Global citizenship

Opinion | Why it’s Dangerous for Global Citizens to Forget They Have a Homeland

A warning to remember your country – of heritage or residence – even if your life has made you a citizen of the world

Last October, British Prime Minister Theresa May shocked many when she disparaged the idea of global citizenship. “If you believe you’re a citizen of the world,” she said, “you’re a citizen of nowhere.”

Her statement was met with derision and alarm among liberal commentators. “The most useful form of citizenship these days,” New York Times columnist Roger Cohen lectured her, “is one dedicated not only to the wellbeing of a Berkshire parish, say, but to the planet.” The Economist called it an “illiberal” turn. Jeremy Adler of Kings College, London, accused her of repudiating Enlightenment values and warned of “echoes of 1933.”

I know what a “global citizen” looks like: I see one every morning in the mirror. I grew up in one country, live in another, and carry the passports of both. I write on global economics, and my work takes me to far-flung places. I devour international news, while my local paper remains unopened most weeks.

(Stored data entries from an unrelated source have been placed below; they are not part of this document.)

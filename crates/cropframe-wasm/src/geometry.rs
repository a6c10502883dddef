//! WASM bindings for stateless crop geometry.
//!
//! Each function takes a layout snapshot (`{ imageBox, containerBox,
//! containerLayoutSize?, transform? }`) sampled by the caller and returns a
//! plain JavaScript object. Nothing is retained between calls.

use crate::types::{to_js, transform_from_js, viewport_from_js};
use cropframe_core::{
    compute_correction as core_compute_correction,
    compute_fit_selection as core_compute_fit_selection, constrain_selection as core_constrain,
    validate_selection as core_validate_selection, validate_transform as core_validate_transform,
    LayoutBox, Point, Rect,
};
use serde::Serialize;
use wasm_bindgen::prelude::*;

/// Snap-back correction as exposed to JavaScript.
#[derive(Debug, Serialize)]
#[serde(rename_all = "camelCase")]
struct JsCorrection {
    target: [f64; 6],
    scale_factor: f64,
    delta: Point,
}

fn rect_from_js(value: JsValue) -> Result<Rect, JsValue> {
    serde_wasm_bindgen::from_value(value)
        .map_err(|e| JsValue::from_str(&format!("Invalid rectangle: {}", e)))
}

fn layout_box_from_js(value: JsValue) -> Result<LayoutBox, JsValue> {
    serde_wasm_bindgen::from_value(value)
        .map_err(|e| JsValue::from_str(&format!("Invalid layout box: {}", e)))
}

/// Compute the initial aspect-locked selection.
///
/// # Returns
///
/// `{ x, y, width, height }` relative to the container, or `null` when the
/// image is degenerate.
///
/// # Example (TypeScript)
///
/// ```typescript
/// const rect = compute_fit_selection(
///   img.getBoundingClientRect(),
///   container.getBoundingClientRect(),
///   9 / 16,
///   0.8,
/// );
/// ```
#[wasm_bindgen]
pub fn compute_fit_selection(
    image_box: JsValue,
    container_box: JsValue,
    aspect_ratio: f64,
    coverage: f64,
) -> Result<JsValue, JsValue> {
    let image_box = layout_box_from_js(image_box)?;
    let container_box = layout_box_from_js(container_box)?;
    match core_compute_fit_selection(&image_box, &container_box, aspect_ratio, coverage) {
        Some(rect) => to_js(&rect),
        None => Ok(JsValue::NULL),
    }
}

/// Check whether the image under `candidate` would still contain `selection`.
///
/// Returns `{ result: "accept" }` or
/// `{ result: "reject", rejection: { reason, edge? } }`.
#[wasm_bindgen]
pub fn validate_transform(
    layout: JsValue,
    selection: JsValue,
    candidate: &[f64],
    epsilon: f64,
) -> Result<JsValue, JsValue> {
    let viewport = viewport_from_js(layout)?;
    let selection = rect_from_js(selection)?;
    let candidate = transform_from_js(candidate)?;
    to_js(&core_validate_transform(
        &viewport, &selection, &candidate, epsilon,
    ))
}

/// Check whether a candidate selection lies within the displayed image.
#[wasm_bindgen]
pub fn validate_selection(
    layout: JsValue,
    candidate: JsValue,
    epsilon: f64,
) -> Result<JsValue, JsValue> {
    let viewport = viewport_from_js(layout)?;
    let candidate = rect_from_js(candidate)?;
    to_js(&core_validate_selection(&viewport, &candidate, epsilon))
}

/// Compute the snap-back correction for the given layout.
///
/// Returns `{ target, scaleFactor, delta }` or `null` for a degenerate image.
#[wasm_bindgen]
pub fn compute_correction(layout: JsValue, selection: JsValue) -> Result<JsValue, JsValue> {
    let viewport = viewport_from_js(layout)?;
    let selection = rect_from_js(selection)?;
    match core_compute_correction(&viewport, &selection) {
        Some(correction) => to_js(&JsCorrection {
            target: correction.target.to_array(),
            scale_factor: correction.scale_factor,
            delta: correction.delta,
        }),
        None => Ok(JsValue::NULL),
    }
}

/// Pull a selection back inside the image, shrinking it if needed.
#[wasm_bindgen]
pub fn constrain_selection(layout: JsValue, selection: JsValue) -> Result<JsValue, JsValue> {
    let viewport = viewport_from_js(layout)?;
    let selection = rect_from_js(selection)?;
    match core_constrain(&viewport, &selection) {
        Some(rect) => to_js(&rect),
        None => Ok(JsValue::NULL),
    }
}

/// WASM-specific tests that require JsValue.
///
/// Use `wasm-pack test` to run these.
#[cfg(all(test, target_arch = "wasm32"))]
mod wasm_tests {
    use super::*;
    use crate::types::LayoutSnapshot;
    use serde::Deserialize;
    use wasm_bindgen_test::*;

    wasm_bindgen_test_configure!(run_in_browser);

    #[derive(Deserialize)]
    struct Outcome {
        result: String,
    }

    fn layout() -> JsValue {
        serde_wasm_bindgen::to_value(&LayoutSnapshot {
            image_box: Some(LayoutBox::new(100.0, 50.0, 400.0, 400.0)),
            container_box: Some(LayoutBox::new(0.0, 0.0, 600.0, 600.0)),
            container_layout_size: None,
            transform: Some([1.0, 0.0, 0.0, 1.0, 100.0, 50.0]),
        })
        .unwrap()
    }

    fn selection() -> JsValue {
        serde_wasm_bindgen::to_value(&Rect::new(221.25, 110.0, 157.5, 280.0)).unwrap()
    }

    #[wasm_bindgen_test]
    fn test_fit_reference_case() {
        let image = serde_wasm_bindgen::to_value(&LayoutBox::new(100.0, 50.0, 400.0, 400.0)).unwrap();
        let container = serde_wasm_bindgen::to_value(&LayoutBox::new(0.0, 0.0, 600.0, 600.0)).unwrap();
        let rect: Rect =
            serde_wasm_bindgen::from_value(compute_fit_selection(image, container, 9.0 / 16.0, 0.7).unwrap())
                .unwrap();
        assert!((rect.x - 221.25).abs() < 1e-9);
        assert!((rect.height - 280.0).abs() < 1e-9);
    }

    #[wasm_bindgen_test]
    fn test_fit_degenerate_returns_null() {
        let image = serde_wasm_bindgen::to_value(&LayoutBox::new(0.0, 0.0, 0.0, 400.0)).unwrap();
        let container = serde_wasm_bindgen::to_value(&LayoutBox::new(0.0, 0.0, 600.0, 600.0)).unwrap();
        assert!(compute_fit_selection(image, container, 1.0, 0.8).unwrap().is_null());
    }

    #[wasm_bindgen_test]
    fn test_validate_transform_outcomes() {
        let inside = validate_transform(layout(), selection(), &[1.0, 0.0, 0.0, 1.0, 110.0, 50.0], 0.5)
            .unwrap();
        let outcome: Outcome = serde_wasm_bindgen::from_value(inside).unwrap();
        assert_eq!(outcome.result, "accept");

        let escaped = validate_transform(layout(), selection(), &[1.0, 0.0, 0.0, 1.0, 300.0, 50.0], 0.5)
            .unwrap();
        let outcome: Outcome = serde_wasm_bindgen::from_value(escaped).unwrap();
        assert_eq!(outcome.result, "reject");
    }

    #[wasm_bindgen_test]
    fn test_short_transform_is_an_error() {
        assert!(validate_transform(layout(), selection(), &[1.0, 0.0], 0.5).is_err());
    }

    #[wasm_bindgen_test]
    fn test_correction_for_contained_selection_is_zero() {
        #[derive(Deserialize)]
        #[serde(rename_all = "camelCase")]
        struct Correction {
            scale_factor: f64,
            delta: Point,
        }
        let value = compute_correction(layout(), selection()).unwrap();
        let correction: Correction = serde_wasm_bindgen::from_value(value).unwrap();
        assert_eq!(correction.scale_factor, 1.0);
        assert_eq!(correction.delta, Point::new(0.0, 0.0));
    }
}
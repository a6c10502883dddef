//! Image-bounded mode: the selection moves over a fixed image.
//!
//! Selection updates are transactional. A gesture proposes a candidate,
//! [`validate_selection`] checks it against freshly sampled image bounds, and
//! only an accepted candidate replaces the selection.

use super::{Rejection, Validation};
use crate::geometry::{Rect, Size};
use crate::viewport::ViewportState;

/// Accept `candidate` only if every edge lies within the image bounds,
/// allowing `epsilon` pixels of overshoot.
pub fn validate_selection(viewport: &ViewportState, candidate: &Rect, epsilon: f64) -> Validation {
    let bounds = viewport.image_rect();
    if bounds.size().is_degenerate() {
        return Validation::reject(Rejection::NoImage);
    }
    match bounds.first_violated_edge(candidate, epsilon) {
        Some(edge) => Validation::reject(Rejection::OutOfBounds(edge)),
        None => Validation::Accept,
    }
}

/// Pull an escaped selection back inside the image.
///
/// Used after layout changes (container resize, image swap) that move the
/// image out from under an otherwise untouched selection. The selection is
/// shrunk about its center if it no longer fits, keeping its aspect ratio,
/// then shifted by the minimal amount. Returns `None` for a degenerate image.
pub fn constrain_selection(viewport: &ViewportState, selection: &Rect) -> Option<Rect> {
    let bounds = viewport.image_rect();
    if bounds.size().is_degenerate() || selection.size().is_degenerate() {
        return None;
    }

    let mut rect = *selection;
    let shrink = (bounds.width / rect.width).min(bounds.height / rect.height);
    if shrink < 1.0 {
        rect = Rect::centered_on(
            rect.center(),
            Size::new(rect.width * shrink, rect.height * shrink),
        );
    }

    let x = rect.x.clamp(bounds.left(), (bounds.right() - rect.width).max(bounds.left()));
    let y = rect.y.clamp(bounds.top(), (bounds.bottom() - rect.height).max(bounds.top()));
    Some(Rect::new(x, y, rect.width, rect.height))
}

#[cfg(test)]
mod tests {
    use super::*;
    use crate::geometry::{AffineTransform, Edge, LayoutBox};
    use crate::selection::matches_aspect;
    use crate::viewport::HeadlessLayout;

    const EPS: f64 = 0.5;

    fn viewport() -> ViewportState {
        // Image displayed at container-relative (100, 50) sized 400x400
        let layout = HeadlessLayout::new(
            LayoutBox::new(0.0, 0.0, 600.0, 600.0),
            Size::new(400.0, 400.0),
        )
        .with_transform(AffineTransform::scale_translate(1.0, 100.0, 50.0));
        ViewportState::sample(&layout).unwrap()
    }

    #[test]
    fn test_accepts_inside() {
        let candidate = Rect::new(200.0, 100.0, 100.0, 100.0);
        assert_eq!(validate_selection(&viewport(), &candidate, EPS), Validation::Accept);
    }

    #[test]
    fn test_accepts_exact_boundary() {
        let candidate = Rect::new(100.0, 50.0, 400.0, 400.0);
        assert!(validate_selection(&viewport(), &candidate, EPS).is_accepted());
    }

    #[test]
    fn test_rejects_each_edge() {
        let vp = viewport();
        let cases = [
            (Rect::new(99.0, 100.0, 50.0, 50.0), Edge::Left),
            (Rect::new(200.0, 49.0, 50.0, 50.0), Edge::Top),
            (Rect::new(451.0, 100.0, 50.0, 50.0), Edge::Right),
            (Rect::new(200.0, 401.0, 50.0, 50.0), Edge::Bottom),
        ];
        for (candidate, edge) in cases {
            assert_eq!(
                validate_selection(&vp, &candidate, EPS),
                Validation::reject(Rejection::OutOfBounds(edge))
            );
        }
    }

    #[test]
    fn test_tolerates_float_noise() {
        let candidate = Rect::new(99.7, 50.0, 100.0, 100.0);
        assert!(validate_selection(&viewport(), &candidate, EPS).is_accepted());
    }

    #[test]
    fn test_degenerate_image_rejects() {
        let mut vp = viewport();
        vp.image_box.width = 0.0;
        let candidate = Rect::new(100.0, 50.0, 10.0, 10.0);
        assert_eq!(
            validate_selection(&vp, &candidate, EPS),
            Validation::reject(Rejection::NoImage)
        );
    }

    #[test]
    fn test_constrain_shifts_inside() {
        let escaped = Rect::new(450.0, 0.0, 100.0, 100.0);
        let fixed = constrain_selection(&viewport(), &escaped).unwrap();
        assert_eq!(fixed, Rect::new(400.0, 50.0, 100.0, 100.0));
    }

    #[test]
    fn test_constrain_shrinks_oversized() {
        let oversized = Rect::new(0.0, 0.0, 800.0, 450.0);
        let fixed = constrain_selection(&viewport(), &oversized).unwrap();
        assert!(matches_aspect(&fixed, 800.0 / 450.0));
        assert!((fixed.width - 400.0).abs() < 1e-9);
        assert!(viewport().image_rect().contains_rect(&fixed, 1e-9));
    }

    #[test]
    fn test_constrain_leaves_valid_selection() {
        let inside = Rect::new(150.0, 100.0, 50.0, 50.0);
        assert_eq!(constrain_selection(&viewport(), &inside), Some(inside));
    }
}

And yet May’s statement strikes a chord, and says much about how we  – the world’s financial, political, and technocratic elite – have distanced ourselves from our compatriots and lost their trust.

Start first with the actual meaning of the word “citizen.” The Oxford English Dictionary defines it as “a legally recognized subject or national of a state or commonwealth.” Hence citizenship presumes an established polity – “a state or commonwealth” – of which one is a member. Countries have such polities; the world does not.

Proponents of global citizenship quickly concede that they are thinking figuratively. Technology and economic globalization have brought countries together, they argue. The world has shrunk, and we must act bearing the global implications in mind. And besides, we all carry multiple, overlapping identities. Global citizenship does not – and need not – crowd out parochial or national responsibilities.

All well and good. But what do global citizens really do?

Real citizenship entails interacting and deliberating with other citizens in a shared political community. It means holding decision-makers to account and participating in politics to shape the policy outcomes. In the process, my ideas about desirable ends and means are confronted with and tested against those of my fellow citizens.

Global citizens do not have similar rights or responsibilities. No one is accountable to them, and there is no one to whom they must justify themselves. At best, they form communities with like-minded individuals from other countries. Their counterparts are not citizens everywhere but self-designated “global citizens” in  other countries.

Of course, global citizens have access to their domestic political systems. But national governments are meant to look out for national interests. This does not exclude enlightened self-interest. But what happens when the welfare of local residents comes into conflict with the wellbeing of foreigners? Isn’t disregard of their compatriots precisely what gives so-called cosmopolitan elites their bad name?

Global citizens worry that the interests of the global commons may be harmed when each government pursues its own narrow interests. But in most economic areas – taxes, trade policy, financial stability, fiscal and monetary management – what makes sense from a global perspective also makes sense domestically. Economics teaches that countries should maintain open economic borders, sound prudential regulation and full-employment policies because they serve to enlarge the domestic economic pie.

Of course, policy failures – like protectionism – do occur. But these reflect poor domestic governance, not a lack of cosmopolitanism, from an inability to convince domestic constituencies or an unwillingness to make adjustments to ensure that everyone does indeed benefit.

Few have expounded on the tension between our various identities – local, national, global – as insightfully as the philosopher Kwame Anthony ­Appiah. In this age of “planetary challenges and interconnection between countries,” he wrote in response to May’s statement, “the need has never been greater for a sense of a shared human fate.”

Yet cosmopolitans often come across like the character from Fyodor Dostoyevsky’s The Brothers Karamazov who discovers that the more he loves humanity, the less he loves anyone in particular. Global citizens should be wary that their lofty goals do not turn into an excuse for shirking their duties toward their compatriots.

With all its political divisions, we have to live in the world we have.